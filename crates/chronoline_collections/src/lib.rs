// SPDX-License-Identifier: MIT OR Apache-2.0
//! Ordered containers for Chronoline.
//!
//! This crate provides the containers the timeline and playback layers keep
//! their ordered data in:
//! - `SortedList`, a comparison-ordered linked list with a lazily rebuilt
//!   positional index
//!
//! ## Architecture
//!
//! Nodes are stored in a slot arena and linked by key. Positional access goes
//! through a side index of node keys that is only trusted up to its current
//! length and extended on demand.

pub mod sorted_list;

pub use sorted_list::{Comparator, Iter, SortedList, SortedListError};
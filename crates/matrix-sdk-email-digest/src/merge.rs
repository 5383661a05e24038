// Copyright 2025 The Matrix.org Foundation C.I.C.
//
// Licensed under the Apache License, Version 2.0 (the "License");
// you may not use this file except in compliance with the License.
// You may obtain a copy of the License at
//
//     http://www.apache.org/licenses/LICENSE-2.0
//
// Unless required by applicable law or agreed to in writing, software
// distributed under the License is distributed on an "AS IS" BASIS,
// WITHOUT WARRANTIES OR CONDITIONS OF ANY KIND, either express or implied.
// See the License for the specific language governing permissions and
// limitations under the License.

//! Merging of overlapping digest entries.
//!
//! Consecutive notifications of a room often render overlapping windows of
//! messages. Instead of showing the same message twice, the entry of a
//! notification is folded into the previous entry as soon as one of its
//! messages is already there.
//!
//! This relies on the notifications being processed in chronological order.

use tracing::trace;

use crate::{MessageVars, NotifVars};

/// What happened to a digest entry passed to [`merge_notif_vars`].
#[derive(Debug)]
pub enum MergeOutcome {
    /// The entry overlapped with the last one and was folded into it.
    Merged,
    /// The entry doesn't overlap with the last one, it must be added as a new
    /// entry.
    Distinct(NotifVars),
}

/// Try to fold `new` into the last entry of `previous`.
///
/// Nothing happens until a message of `new` is found in the last entry.
/// From that point on:
/// - messages already in the last entry are not duplicated, but lose their
///   historical flag if the new one isn't historical,
/// - other messages are appended to the last entry.
///
/// Messages of `new` coming before the first overlapping one are dropped.
pub fn merge_notif_vars(previous: &mut [NotifVars], new: NotifVars) -> MergeOutcome {
    let Some(last) = previous.last_mut() else {
        return MergeOutcome::Distinct(new);
    };

    let Some(first_overlap) = new.messages.iter().position(|message| contains(last, message))
    else {
        return MergeOutcome::Distinct(new);
    };

    trace!(
        overlap = %new.messages[first_overlap].id,
        "Merging a notification into the previous one"
    );

    for message in new.messages.into_iter().skip(first_overlap) {
        if let Some(previous_message) = last.messages.iter_mut().find(|pm| pm.id == message.id) {
            if !message.is_historical {
                previous_message.is_historical = false;
            }
        } else {
            last.messages.push(message);
        }
    }

    MergeOutcome::Merged
}

fn contains(notif: &NotifVars, message: &MessageVars) -> bool {
    notif.messages.iter().any(|pm| pm.id == message.id)
}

To do ▸
Only an exact copy of the listing above, from its first line up to and including the line with "Positional access goes", counts as the answer.

Solution ▸
filename crates/chronoline_collections/src/lib.rs
// SPDX-License-Identifier: MIT OR Apache-2.0
//! Ordered containers for Chronoline.
//!
//! This crate provides the containers the timeline and playback layers keep
//! their ordered data in:
//! - `SortedList`, a comparison-ordered linked list with a lazily rebuilt
//!   positional index
//!
//! ## Architecture
//!
//! Nodes are stored in a slot arena and linked by key. Positional access goes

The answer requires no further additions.